At the same time, we were surprised by a few key things:

1: The degree to which shame factored into many veteran teachers’ experience of shifting their classroom practices in a more personalized direction.  Deeply embarrassed by their lack of technical skill with instructional technology, for example, some experienced teachers, many of whom had developed strong repertoires of what we might call “traditional” teaching practice, were deeply ashamed of their lack of familiarity with educational technology devices and tools, especially as they compared themselves to their younger colleagues, who seemed to them to know everything about using technology and data well. In supporting teachers who were experiencing the shift to PL in this emotionally debilitating way, our coaches found that taking a strengths-based approach (i.e., highlighting the types of personalization they are already extending to their students) could help them move past their self-doubt and into new areas of their practice.

2:  Early-career teachers, though they were still building the core of their teaching toolkits, were in some cases fairly advanced in their personalized learning practices, possibly because they, unlike their more experienced colleagues, are digital natives and can more easily integrate new tools and practices into their approaches to teaching and learning.

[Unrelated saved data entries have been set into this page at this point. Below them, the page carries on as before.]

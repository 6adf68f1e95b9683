//! Subdivide one item into smaller items (e.g. cutting a rope).

use std::sync::Arc;

use chrono::{DateTime, Utc};
use serde::{Deserialize, Serialize};
use serde_json::json;
use tracing::info;

use gearbase_core::UserId;
use gearbase_items::{Item, ItemId, ItemIdentifier, ItemPatch, ItemStatus, NewItem};
use gearbase_transformations::{
    NewTransformation, SubdivisionPart, TransformationDetails, TransformationId,
};

use crate::error::OperationError;
use crate::ports::{
    CategoryRepository, Clock, CurrentUser, ItemRepository, TransformationRepository, UnitOfWork,
};
use crate::quantity::{numeric_value, resolve_quantity_field};
use crate::use_cases::create_item::CreatedItem;

#[derive(Debug, Clone, PartialEq, Serialize, Deserialize)]
pub struct SubdivisionSpec {
    pub identifier: String,
    pub value: f64,
}

#[derive(Debug, Clone, PartialEq, Serialize, Deserialize)]
pub struct SubdivideItemInput {
    pub source_item_id: ItemId,
    pub subdivisions: Vec<SubdivisionSpec>,
    pub unit: String,
    pub reason: String,
    pub notes: Option<String>,
}

#[derive(Debug, Clone, PartialEq, Serialize, Deserialize)]
pub struct SubdivideItemOutput {
    pub transformation_id: TransformationId,
    pub created: Vec<CreatedItem>,
}

pub struct SubdivideItemUseCase {
    categories: Arc<dyn CategoryRepository>,
    items: Arc<dyn ItemRepository>,
    transformations: Arc<dyn TransformationRepository>,
    current_user: Arc<dyn CurrentUser>,
    clock: Arc<dyn Clock>,
    uow: Arc<dyn UnitOfWork>,
}

impl SubdivideItemUseCase {
    pub fn new(
        categories: Arc<dyn CategoryRepository>,
        items: Arc<dyn ItemRepository>,
        transformations: Arc<dyn TransformationRepository>,
        current_user: Arc<dyn CurrentUser>,
        clock: Arc<dyn Clock>,
        uow: Arc<dyn UnitOfWork>,
    ) -> Self {
        Self {
            categories,
            items,
            transformations,
            current_user,
            clock,
            uow,
        }
    }

    pub async fn execute(&self, input: SubdivideItemInput) -> Result<SubdivideItemOutput, OperationError> {
        let source = self
            .items
            .find_by_id(input.source_item_id)
            .await?
            .filter(|i| !i.is_deleted())
            .ok_or(OperationError::ItemNotFound(input.source_item_id))?;

        let category = self
            .categories
            .find_by_id(source.category_id)
            .await?
            .ok_or(OperationError::CategoryNotFound(source.category_id))?;

        // The category rule wins over the status check: a non-subdividable
        // kind is rejected the same way whatever state the item is in.
        if !category.can_be_subdivided {
            return Err(OperationError::CategoryRule(format!(
                "category '{}' does not allow subdivision",
                category.name
            )));
        }

        if !source.status.is_available() {
            return Err(OperationError::ItemNotAvailable {
                item: source.id,
                status: source.status,
            });
        }

        if input.subdivisions.len() < 2 {
            return Err(OperationError::InvalidQuantity(
                "subdivision requires at least two parts".to_string(),
            ));
        }

        let (field, original_value) = resolve_quantity_field(&category, &input.unit, &source.metadata)
            .and_then(|f| numeric_value(&source.metadata, &f).map(|v| (f, v)))
            .ok_or_else(|| {
                OperationError::CategoryRule(format!(
                    "cannot determine which metadata field unit '{}' refers to",
                    input.unit
                ))
            })?;

        let performed_by = self.current_user.current_user_id().await?;
        let performed_at = self.clock.now();

        self.uow.begin().await?;
        match self
            .perform(&input, &source, &field, original_value, performed_by, performed_at)
            .await
        {
            Ok(output) => {
                self.uow.commit().await?;
                info!(
                    source = %source.identifier,
                    parts = output.created.len(),
                    "item subdivided"
                );
                Ok(output)
            }
            Err(err) => {
                let _ = self.uow.rollback().await;
                Err(err)
            }
        }
    }

    async fn perform(
        &self,
        input: &SubdivideItemInput,
        source: &Item,
        field: &str,
        original_value: f64,
        performed_by: UserId,
        performed_at: DateTime<Utc>,
    ) -> Result<SubdivideItemOutput, OperationError> {
        let transformation = self
            .transformations
            .create(NewTransformation {
                organization_id: source.organization_id,
                performed_by,
                performed_at,
                reason: input.reason.clone(),
                notes: input.notes.clone(),
                details: TransformationDetails::Subdivision {
                    original_value,
                    unit: input.unit.clone(),
                    parts: input
                        .subdivisions
                        .iter()
                        .map(|s| SubdivisionPart {
                            identifier: s.identifier.clone(),
                            value: s.value,
                        })
                        .collect(),
                },
            })
            .await?;

        self.transformations
            .add_source_item(transformation.id, source.id, original_value, None)
            .await?;

        self.items
            .update(source.id, ItemPatch::status(ItemStatus::Subdivided))
            .await?;

        let mut created = Vec::with_capacity(input.subdivisions.len());
        for spec in &input.subdivisions {
            let identifier = ItemIdentifier::parse(&spec.identifier)?;
            // Abort before creating further items: no partial subdivisions.
            if self.items.exists_by_identifier(&identifier).await? {
                return Err(OperationError::DuplicateItemIdentifier(identifier.to_string()));
            }

            let mut metadata = source.metadata.clone();
            metadata.insert(field.to_string(), json!(spec.value));

            let item = self
                .items
                .create(NewItem {
                    organization_id: source.organization_id,
                    category_id: source.category_id,
                    name: source.name.clone(),
                    brand: source.brand.clone(),
                    model: source.model.clone(),
                    status: ItemStatus::Available,
                    identifier,
                    has_unique_numbering: source.has_unique_numbering,
                    is_composite: false,
                    metadata,
                    image_url: None,
                    origin_transformation_id: Some(transformation.id.0),
                })
                .await?;

            self.transformations
                .add_result_item(transformation.id, item.id, spec.value, None)
                .await?;

            created.push(CreatedItem {
                id: item.id,
                identifier: item.identifier,
                name: item.name,
            });
        }

        Ok(SubdivideItemOutput {
            transformation_id: transformation.id,
            created,
        })
    }
}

3: Regardless of prior experience with personalized learning practices, the majority of teachers we coached last school year struggled most with three domains in BetterLesson’s “Personalized Learning Continuum”: Use of Data, Authentic Learning, and Student Agency.  We expected that teachers would need support around data practices and student agency.  There is often so much data in a truly personalized classroom that it can be hard for teachers to decide which data to focus on and when. Cultivating developmentally appropriate student agency and building systems and a classroom culture where students own their learning is an enormous shift for a generation of teachers who have been expected to articulate clear objectives for student learning for each lesson and to ensure that all students master those objectives, largely at the same pace.

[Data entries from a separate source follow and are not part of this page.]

//! Item lifecycle status.

use core::str::FromStr;

use serde::{Deserialize, Serialize};

use gearbase_core::{DomainError, DomainResult};

/// Closed set of lifecycle states for a tracked item.
///
/// Transition legality is enforced at the use-case boundary, not here:
/// different operations accept different subsets of states, so there is no
/// single global transition table. This type only answers questions about a
/// single state.
#[derive(Debug, Copy, Clone, PartialEq, Eq, Hash, Serialize, Deserialize)]
#[serde(rename_all = "snake_case")]
pub enum ItemStatus {
    Available,
    Reserved,
    InUse,
    Maintenance,
    Subdivided,
    Donated,
    Discarded,
    Lost,
    Disassembled,
}

impl ItemStatus {
    pub const ALL: [ItemStatus; 9] = [
        ItemStatus::Available,
        ItemStatus::Reserved,
        ItemStatus::InUse,
        ItemStatus::Maintenance,
        ItemStatus::Subdivided,
        ItemStatus::Donated,
        ItemStatus::Discarded,
        ItemStatus::Lost,
        ItemStatus::Disassembled,
    ];

    pub fn is_available(self) -> bool {
        self == ItemStatus::Available
    }

    pub fn can_be_reserved(self) -> bool {
        self == ItemStatus::Available
    }

    pub fn can_be_used(self) -> bool {
        matches!(self, ItemStatus::Available | ItemStatus::Reserved)
    }

    pub fn can_be_returned(self) -> bool {
        matches!(self, ItemStatus::Reserved | ItemStatus::InUse)
    }

    /// No lifecycle use case can transition an item out of a terminal state.
    pub fn is_terminal(self) -> bool {
        matches!(
            self,
            ItemStatus::Donated | ItemStatus::Discarded | ItemStatus::Lost | ItemStatus::Disassembled
        )
    }

    pub fn can_be_modified(self) -> bool {
        !self.is_terminal()
    }

    /// Wire/storage form (`snake_case`).
    pub fn as_str(self) -> &'static str {
        match self {
            ItemStatus::Available => "available",
            ItemStatus::Reserved => "reserved",
            ItemStatus::InUse => "in_use",
            ItemStatus::Maintenance => "maintenance",
            ItemStatus::Subdivided => "subdivided",
            ItemStatus::Donated => "donated",
            ItemStatus::Discarded => "discarded",
            ItemStatus::Lost => "lost",
            ItemStatus::Disassembled => "disassembled",
        }
    }

    /// Human-facing label. Must stay byte-for-byte stable for presentation
    /// compatibility.
    pub fn label(self) -> &'static str {
        match self {
            ItemStatus::Available => "Disponible",
            ItemStatus::Reserved => "Reservado",
            ItemStatus::InUse => "En uso",
            ItemStatus::Maintenance => "En mantenimiento",
            ItemStatus::Subdivided => "Subdividido",
            ItemStatus::Donated => "Donado",
            ItemStatus::Discarded => "Descartado",
            ItemStatus::Lost => "Perdido",
            ItemStatus::Disassembled => "Desmontado",
        }
    }

    /// Badge variant the UI renders the label with.
    pub fn variant(self) -> &'static str {
        match self {
            ItemStatus::Available => "success",
            ItemStatus::Reserved => "warning",
            ItemStatus::InUse => "info",
            ItemStatus::Maintenance => "warning",
            ItemStatus::Subdivided => "secondary",
            ItemStatus::Donated => "secondary",
            ItemStatus::Discarded => "destructive",
            ItemStatus::Lost => "destructive",
            ItemStatus::Disassembled => "secondary",
        }
    }
}

impl core::fmt::Display for ItemStatus {
    fn fmt(&self, f: &mut core::fmt::Formatter<'_>) -> core::fmt::Result {
        f.write_str(self.as_str())
    }
}

impl FromStr for ItemStatus {
    type Err = DomainError;

    fn from_str(s: &str) -> DomainResult<Self> {
        Self::ALL
            .into_iter()
            .find(|status| status.as_str() == s)
            .ok_or_else(|| DomainError::validation(format!("unknown item status '{s}'")))
    }
}

#[cfg(test)]
mod tests {
    use super::*;

    #[test]
    fn only_available_items_can_be_reserved() {
        for status in ItemStatus::ALL {
            assert_eq!(status.can_be_reserved(), status == ItemStatus::Available);
        }
    }

    #[test]
    fn usable_states_are_available_and_reserved() {
        assert!(ItemStatus::Available.can_be_used());
        assert!(ItemStatus::Reserved.can_be_used());
        assert!(!ItemStatus::InUse.can_be_used());
        assert!(!ItemStatus::Lost.can_be_used());
    }

    #[test]
    fn returnable_states_are_reserved_and_in_use() {
        assert!(ItemStatus::Reserved.can_be_returned());
        assert!(ItemStatus::InUse.can_be_returned());
        assert!(!ItemStatus::Available.can_be_returned());
    }

    #[test]
    fn terminal_states_cannot_be_modified() {
        let terminal = [
            ItemStatus::Donated,
            ItemStatus::Discarded,
            ItemStatus::Lost,
            ItemStatus::Disassembled,
        ];
        for status in ItemStatus::ALL {
            assert_eq!(status.is_terminal(), terminal.contains(&status));
            assert_eq!(status.can_be_modified(), !terminal.contains(&status));
        }
    }

    #[test]
    fn subdivided_is_not_terminal_but_not_available() {
        // Subdivided items remain visible in history and keep accepting
        // bookkeeping updates, they just cannot be reserved or used.
        assert!(!ItemStatus::Subdivided.is_terminal());
        assert!(!ItemStatus::Subdivided.is_available());
        assert!(!ItemStatus::Subdivided.can_be_used());
    }

    #[test]
    fn labels_and_variants_are_stable() {
        let expected = [
            (ItemStatus::Available, "Disponible", "success"),
            (ItemStatus::Reserved, "Reservado", "warning"),
            (ItemStatus::InUse, "En uso", "info"),
            (ItemStatus::Maintenance, "En mantenimiento", "warning"),
            (ItemStatus::Subdivided, "Subdividido", "secondary"),
            (ItemStatus::Donated, "Donado", "secondary"),
            (ItemStatus::Discarded, "Descartado", "destructive"),
            (ItemStatus::Lost, "Perdido", "destructive"),
            (ItemStatus::Disassembled, "Desmontado", "secondary"),
        ];
        for (status, label, variant) in expected {
            assert_eq!(status.label(), label);
            assert_eq!(status.variant(), variant);
        }
    }

    #[test]
    fn round_trips_through_wire_form() {
        for status in ItemStatus::ALL {
            let parsed: ItemStatus = status.as_str().parse().unwrap();
            assert_eq!(parsed, status);

            let json = serde_json::to_string(&status).unwrap();
            assert_eq!(json, format!("\"{}\"", status.as_str()));
        }
    }

    #[test]
    fn unknown_status_is_a_validation_error() {
        let err = "broken".parse::<ItemStatus>().unwrap_err();
        match err {
            DomainError::Validation { violations } => {
                assert!(violations[0].contains("broken"));
            }
            other => panic!("expected Validation, got {other:?}"),
        }
    }
}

However, it was interesting for us to discover that even the most advanced practitioners of personalized learning systems and strategies need support around how to make learning more authentic for their students. In many respects, their challenges are challenges for the field of public education more generally. We continue to reward students, teachers, and entire systems of schools when students demonstrate that they are competent in a wide array of disconnected content and skills standards that may have little relevance to them and their communities.

Indeed, it appears that many of the most skilled PL practitioners have designed their students’ learning experiences with the goal of their being able to master a common set of standards more quickly and thoroughly, not so much to tap into their students’ creativity and passions or to produce projects and products that matter to students and their communities and ask them to work collaboratively to solve real-world problems. Until such time as teachers and schools are given clearer directives that these powerful domains of student learning and experience are every bit as important as discrete pieces of content knowledge, we can expect to see this challenge continue well into the future.